TASK DETAILS —
Print every line of the data word for word.

EXTRACTED RECORDS —
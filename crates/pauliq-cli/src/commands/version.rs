//! Version command implementation.

use console::style;

/// Execute the version command.
pub fn execute() {
    let version = env!("CARGO_PKG_VERSION");

    println!(
        "{} {} - Pauli-string Hamiltonians, energies and time evolution",
        style("pauliq").cyan().bold(),
        style(format!("v{version}")).yellow()
    );
    println!();
    println!("Components:");
    println!("  pauliq-core      Pauli algebra, matrix cache, energies and evolution");
    println!("  pauliq-learn     Finite-difference gradients and coefficient fitting");
    println!("  pauliq-profiles  Named Hamiltonian profiles and configuration");
    println!("  pauliq-cli       Command-line interface");
    println!();
    println!("License:    {}", style("Apache-2.0").dim());
}
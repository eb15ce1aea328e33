//! `pauliq-core` - dense Pauli-sum Hamiltonians.
//!
//! A [`Hamiltonian`] is an ordered list of real-weighted Pauli strings on a
//! fixed register of up to [`MAX_QUBITS`] qubits. Its `2^n × 2^n` matrix is
//! assembled lazily and cached until the next mutation. On top of the matrix
//! this crate provides:
//!
//! - expectation values `⟨ψ|H|ψ⟩`
//! - unitary time evolution `exp(−iHt)|ψ⟩` (spectral or matrix exponential)
//! - ground state and spectrum by full Hermitian diagonalization
//! - a synchronous event channel for passive observers
//!
//! # Quick start
//!
//! ```rust
//! use pauliq_core::{Hamiltonian, QuantumState};
//!
//! let mut h = Hamiltonian::new(2).unwrap();
//! h.add_term(1.0, "ZI").unwrap();
//! h.add_term(1.0, "IZ").unwrap();
//!
//! let zero = QuantumState::zero(2).unwrap();
//! assert!((h.compute_energy(&zero).unwrap() - 2.0).abs() < 1e-12);
//!
//! let ground = h.ground_state().unwrap();
//! assert!((ground.energy + 2.0).abs() < 1e-12);
//! ```

pub mod engine;
pub mod error;
pub mod events;
pub mod hamiltonian;
pub mod matrix;
pub mod pauli;
pub mod state;
pub mod term;

pub use engine::{EvolutionMethod, GroundState};
pub use error::{CoreError, CoreResult};
pub use events::{
    EventBus, HamiltonianEvent, HamiltonianObserver, RecordingObserver, TracingObserver,
};
pub use hamiltonian::Hamiltonian;
pub use matrix::{CacheState, MatrixCache};
pub use pauli::{PauliOp, PauliString};
pub use state::{NORM_TOLERANCE, QuantumState};
pub use term::Term;

/// Largest register supported by the dense representation.
pub const MAX_QUBITS: usize = 12;
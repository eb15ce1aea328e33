//! Compare command implementation.

use anyhow::Result;
use console::style;

use pauliq_profiles::{PauliqConfig, ProfileManager, ProfileRegistry};

use super::common::{parse_state, resolve_qubits, state_label};

/// Execute the compare command.
pub fn execute(config: &PauliqConfig, qubits: Option<usize>, state: Option<&str>) -> Result<()> {
    let n = resolve_qubits(config, qubits)?;
    let psi = parse_state(state, n)?;
    let mut manager = ProfileManager::new(
        ProfileRegistry::with_defaults(),
        &config.default_profile,
        n,
        config.profile_params.clone(),
    )?;

    println!(
        "{} Comparing |{}⟩ across {} profiles\n",
        style("→").cyan().bold(),
        state_label(state, n),
        manager.list_profiles().len()
    );

    let energies = manager.compare_profiles(Some(&psi))?;
    let lowest = energies
        .iter()
        .min_by(|a, b| a.1.total_cmp(b.1))
        .map(|(name, _)| name.clone());

    let width = energies.keys().map(String::len).max().unwrap_or(0);
    for (name, energy) in &energies {
        let marker = if Some(name) == lowest.as_ref() {
            style("★").yellow()
        } else {
            style(" ").dim()
        };
        let padded = format!("{name:<width$}");
        println!("  {marker} {}  {energy:>12.6}", style(padded).bold());
    }
    Ok(())
}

SOLUTION TO THIS EXERCISE —
filename crates/pauliq-cli/src/commands/version.rs
//! Version command implementation.

use console::style;

/// Execute the version command.
pub fn execute() {
    let version = env!("CARGO_PKG_VERSION");

    println!(
        "{} {} - Pauli-string Hamiltonians, energies and time evolution",
        style("pauliq").cyan().bold(),
        style(format!("v{version}")).yellow()
    );
    println!();
    println!("Components:");
    println!("  pauliq-core      Pauli algebra, matrix cache, energies and evolution");
    println!("  pauliq-learn     Finite-difference gradients and coefficient fitting");
    println!("  pauliq-profiles  Named Hamiltonian profiles and configuration");
    println!("  pauliq-cli       Command-line interface");
    println!();
    println!("License:    {}", style("Apache-2.0").dim());
}
repository eb15ce1aea328e33
//! `pauliq-core` - dense Pauli-sum Hamiltonians.
//!
//! A [`Hamiltonian`] is an ordered list of real-weighted Pauli strings on a
//! fixed register of up to [`MAX_QUBITS`] qubits. Its `2^n × 2^n` matrix is
//! assembled lazily and cached until the next mutation. On top of the matrix
//! this crate provides:
//!
//! - expectation values `⟨ψ|H|ψ⟩`
//! - unitary time evolution `exp(−iHt)|ψ⟩` (spectral or matrix exponential)
//! - ground state and spectrum by full Hermitian diagonalization
//! - a synchronous event channel for passive observers
//!
//! # Quick start
//!
//! ```rust
//! use pauliq_core::{Hamiltonian, QuantumState};
//!
//! let mut h = Hamiltonian::new(2).unwrap();
//! h.add_term(1.0, "ZI").unwrap();
//! h.add_term(1.0, "IZ").unwrap();
//!
//! let zero = QuantumState::zero(2).unwrap();
//! assert!((h.compute_energy(&zero).unwrap() - 2.0).abs() < 1e-12);
//!
//! let ground = h.ground_state().unwrap();
//! assert!((ground.energy + 2.0).abs() < 1e-12);
//! ```

pub mod engine;
pub mod error;
pub mod events;
pub mod hamiltonian;
pub mod matrix;
pub mod pauli;
pub mod state;
pub mod term;

pub use engine::{EvolutionMethod, GroundState};
pub use error::{CoreError, CoreResult};
pub use events::{
    EventBus, HamiltonianEvent, HamiltonianObserver, RecordingObserver, TracingObserver,
};
pub use hamiltonian::Hamiltonian;
pub use matrix::{CacheState, MatrixCache};
pub use pauli::{PauliOp, PauliString};
pub use state::{NORM_TOLERANCE, QuantumState};
pub use term::Term;

/// Largest register supported by the dense representation.
pub const MAX_QUBITS: usize = 12;
repository eb15ce1aea328e33
//! Compare command implementation.

use anyhow::Result;
use console::style;

use pauliq_profiles::{PauliqConfig, ProfileManager, ProfileRegistry};

use super::common::{parse_state, resolve_qubits, state_label};

/// Execute the compare command.
pub fn execute(config: &PauliqConfig, qubits: Option<usize>, state: Option<&str>) -> Result<()> {
    let n = resolve_qubits(config, qubits)?;
    let psi = parse_state(state, n)?;
    let mut manager = ProfileManager::new(
        ProfileRegistry::with_defaults(),
        &config.default_profile,
        n,
        config.profile_params.clone(),
    )?;

    println!(
        "{} Comparing |{}⟩ across {} profiles\n",
        style("→").cyan().bold(),
        state_label(state, n),
        manager.list_profiles().len()
    );

    let energies = manager.compare_profiles(Some(&psi))?;
    let lowest = energies
        .iter()
        .min_by(|a, b| a.1.total_cmp(b.1))
        .map(|(name, _)| name.clone());

    let width = energies.keys().map(String::len).max().unwrap_or(0);
    for (name, energy) in &energies {
        let marker = if Some(name) == lowest.as_ref() {
            style("★").yellow()
        } else {
            style(" ").dim()
        };
        let padded = format!("{name:<width$}");
        println!("  {marker} {}  {energy:>12.6}", style(padded).bold());
    }
    Ok(())
}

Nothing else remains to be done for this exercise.